Participation in TEFCA is voluntary. Neither ONC nor CMS are incenting or requiring providers, plans, HIEs or HIT developers to join TEFCA. While several ideas have been floated to incentivize participation, such as making TEFCA participation a condition of certification for EHR vendors or a condition of participation for Medicare and/or Medicaid providers, these policies are not moving forward at this time. Given the voluntary nature of TEFCA, the apparent duplication with existing data exchange efforts, and the steps needed to comply with the Common Agreement and Technical Framework, participation may be limited which will also limit the value proposition of joining the effort.

Current use cases aren’t expansive enough to meet many stakeholders’ needs.

As noted earlier, TEFCA in its current form will only support data exchange for some, but not all, HIPAA operations and payment use cases. Notably, care coordination by health plans is not included as a required exchange purpose at this time. This means that health plan participants will not be able to issue queries for member care coordination, substantially limiting the utility for health plans and the value for patients. Stakeholders have argued that ONC should widen permissible exchange to include all HIPAA use cases for payment and operations, not just a subset, to ensure more widespread and robust interoperability.14

  1. HITAC TEFCA Task Force, Letter to Donald Rucker, National Coordinator for Health IT (July 16, 2019), https://www.healthit.gov/sites/default/files/page/2019-07/2019-07-11-TEFCA_Final% 20Transmittal%20Letter%20to%20HITAC_signed_508.pdf; American Medical Association, AMA Draft 2 TEFCA Comments (June 18, 2019), https://www. healthit.gov/sites/default/files/webform/ tefca_comment_form/ama_comments_ draft_2_tefca.pdf. American Hospital
  2. American Hospital Association, Letter To Donald Rucker, National Coordinator for Health IT (June 17, 2019), https://www.aha.org/system/files/media/file/2019/06/onc-trusted-exchange-framework-and- common-agreement-draft2-6-17-2019.pdf;

What are some key considerations and recommendations as the CHHS Stakeholder Advisory Group considers the relevance of TEFCA to the CHHS Data Exchange Framework?

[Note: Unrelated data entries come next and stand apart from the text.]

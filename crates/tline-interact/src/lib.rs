#![forbid(unsafe_code)]

//! Zoom control, snapping, and the drag/resize interaction machine.
//!
//! Nothing in this crate mutates host data: zoom functions return the next
//! visible range, and the interaction machine returns previews and commits
//! for the host to apply.

pub mod machine;
pub mod snap;
pub mod validator;
pub mod zoom;

pub use machine::{
    CancelReason, HitZone, InteractionContext, InteractionEffect, InteractionMachine,
    InteractionState, InteractionTransition, NoopReason, PointerEvent, PointerKind, ScrollSurface,
    step,
};
pub use snap::{snap_floor, snap_round};
pub use validator::{MoveResizeValidator, ValidatorAction, apply_validator};
pub use zoom::{
    PanTracker, PinchTracker, WheelAction, WheelInput, WheelModifiers, ZoomController,
    interpret_wheel, visible_start_for_scroll,
};
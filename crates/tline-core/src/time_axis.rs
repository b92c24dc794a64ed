#![forbid(unsafe_code)]

//! Pixel ↔ time coordinate transform over a canvas range.
//!
//! # Invariants
//!
//! 1. `pixel_to_time(0) == canvas_start` and
//!    `pixel_to_time(canvas_width) == canvas_end` (up to float rounding).
//! 2. `time_to_pixel` is the algebraic inverse of `pixel_to_time`.
//! 3. Both functions are pure; identical inputs give bit-identical outputs.
//!
//! # Failure Modes
//!
//! A zero (or negative) canvas width or span degrades to a zero ratio so the
//! transform never produces NaN or infinities.

use crate::model::Millis;

/// Coordinate transform between canvas pixel offsets and timestamps.
#[derive(Debug, Clone, Copy, PartialEq)]
pub struct TimeAxis {
    canvas_start: Millis,
    canvas_end: Millis,
    canvas_width: f64,
}

impl TimeAxis {
    /// Create an axis mapping `[canvas_start, canvas_end]` onto
    /// `[0, canvas_width]` pixels.
    #[must_use]
    pub const fn new(canvas_start: Millis, canvas_end: Millis, canvas_width: f64) -> Self {
        Self {
            canvas_start,
            canvas_end,
            canvas_width,
        }
    }

    #[must_use]
    pub const fn canvas_start(&self) -> Millis {
        self.canvas_start
    }

    #[must_use]
    pub const fn canvas_end(&self) -> Millis {
        self.canvas_end
    }

    #[must_use]
    pub const fn canvas_width(&self) -> f64 {
        self.canvas_width
    }

    /// Canvas span in milliseconds.
    #[must_use]
    pub const fn span(&self) -> Millis {
        self.canvas_end.saturating_sub(self.canvas_start)
    }

    /// Milliseconds covered by one pixel.
    #[inline]
    #[must_use]
    pub fn millis_per_pixel(&self) -> f64 {
        if self.canvas_width <= 0.0 {
            return 0.0;
        }
        self.span() as f64 / self.canvas_width
    }

    /// Pixels covered by one millisecond.
    #[inline]
    #[must_use]
    pub fn pixels_per_milli(&self) -> f64 {
        let span = self.span();
        if span <= 0 {
            return 0.0;
        }
        self.canvas_width / span as f64
    }

    /// Timestamp under canvas pixel offset `px`.
    #[inline]
    #[must_use]
    pub fn pixel_to_time(&self, px: f64) -> f64 {
        self.canvas_start as f64 + px * self.millis_per_pixel()
    }

    /// Canvas pixel offset of timestamp `t`.
    #[inline]
    #[must_use]
    pub fn time_to_pixel(&self, t: f64) -> f64 {
        (t - self.canvas_start as f64) * self.pixels_per_milli()
    }

    /// Pixel offset of an integral timestamp.
    #[inline]
    #[must_use]
    pub fn millis_to_pixel(&self, t: Millis) -> f64 {
        self.time_to_pixel(t as f64)
    }

    /// Pixel width of `[start, end]`; negative for inverted ranges.
    #[must_use]
    pub fn pixel_span(&self, start: Millis, end: Millis) -> f64 {
        self.millis_to_pixel(end) - self.millis_to_pixel(start)
    }
}

#[cfg(test)]
mod tests {
    use super::*;

    #[test]
    fn endpoints_map_to_canvas_edges() {
        let axis = TimeAxis::new(1_000, 4_000, 300.0);
        assert_eq!(axis.pixel_to_time(0.0), 1_000.0);
        assert_eq!(axis.pixel_to_time(300.0), 4_000.0);
        assert_eq!(axis.time_to_pixel(1_000.0), 0.0);
        assert_eq!(axis.time_to_pixel(4_000.0), 300.0);
    }

    #[test]
    fn ratio_is_linear() {
        let axis = TimeAxis::new(0, 1_000, 100.0);
        assert_eq!(axis.millis_per_pixel(), 10.0);
        assert_eq!(axis.pixel_to_time(25.0), 250.0);
        assert_eq!(axis.millis_to_pixel(750), 75.0);
        assert_eq!(axis.pixel_span(100, 300), 20.0);
    }

    #[test]
    fn repeated_calls_are_bit_identical() {
        let axis = TimeAxis::new(1_700_000_000_000, 1_700_086_400_000, 3_000.0);
        let a = axis.pixel_to_time(1234.5678);
        let b = axis.pixel_to_time(1234.5678);
        assert_eq!(a.to_bits(), b.to_bits());
        let p = axis.time_to_pixel(a);
        let q = axis.time_to_pixel(b);
        assert_eq!(p.to_bits(), q.to_bits());
    }

    #[test]
    fn degenerate_axis_never_produces_nan() {
        let zero_width = TimeAxis::new(0, 1_000, 0.0);
        assert_eq!(zero_width.pixel_to_time(50.0), 0.0);
        let zero_span = TimeAxis::new(500, 500, 100.0);
        assert_eq!(zero_span.time_to_pixel(900.0), 0.0);
        assert!(zero_span.pixel_to_time(10.0).is_finite());
    }

    #[test]
    fn round_trip_within_one_pixel_of_resolution() {
        let axis = TimeAxis::new(0, 86_400_000, 3_000.0);
        let resolution = axis.millis_per_pixel();
        for t in (0..86_400_000).step_by(3_600_007) {
            let back = axis.pixel_to_time(axis.time_to_pixel(t as f64));
            assert!((back - t as f64).abs() <= resolution);
        }
    }
}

The CHHS Stakeholder Advisory Group should develop solutions to:

Assist all providers and plans to get onto the data sharing networks.

Some but not all providers and electronic health record (EHR) vendors currently participate in the national networks. Larger organizations and vendors are much more likely to join, and the same will be true for TEFCA. Work remains to be done to connect providers and plans to the national networks and/or the health information exchanges that connect to them.

Enable data sharing for the health care and social services and use cases that are left out of TEFCA.

CHHS has indicated that it intends to consider a broad range of providers and their needs through the Stakeholder Advisory Group process, including small provider practices, behavioral health, social services agencies, nursing homes, and other community providers. None of these entities is likely to directly participate in either national networks or in TEFCA, primarily because they do not use a Certified Electronic Health Record Technology (CEHRT) that connects to a national network. AB 133 envisions data sharing among entities for treatment, payment and health care operations purposes, and contemplates the sharing of social and human services data. TEFCA only includes a subset of these use cases as required exchange purposes. These limited TEFCA use cases will not be sufficient to meet California’s data sharing needs, especially for the care coordination that will be essential to the success of CalAIM.

Define and fulfill the promise of “real-time” data sharing, which will not be realized through TEFCA

AB 133 requires the “real-time” sharing of data by most enumerated entities by 2023, which will require entities to proactively share their data with other entities. TEFCA primarily supports query-based exchange—not proactive data sharing.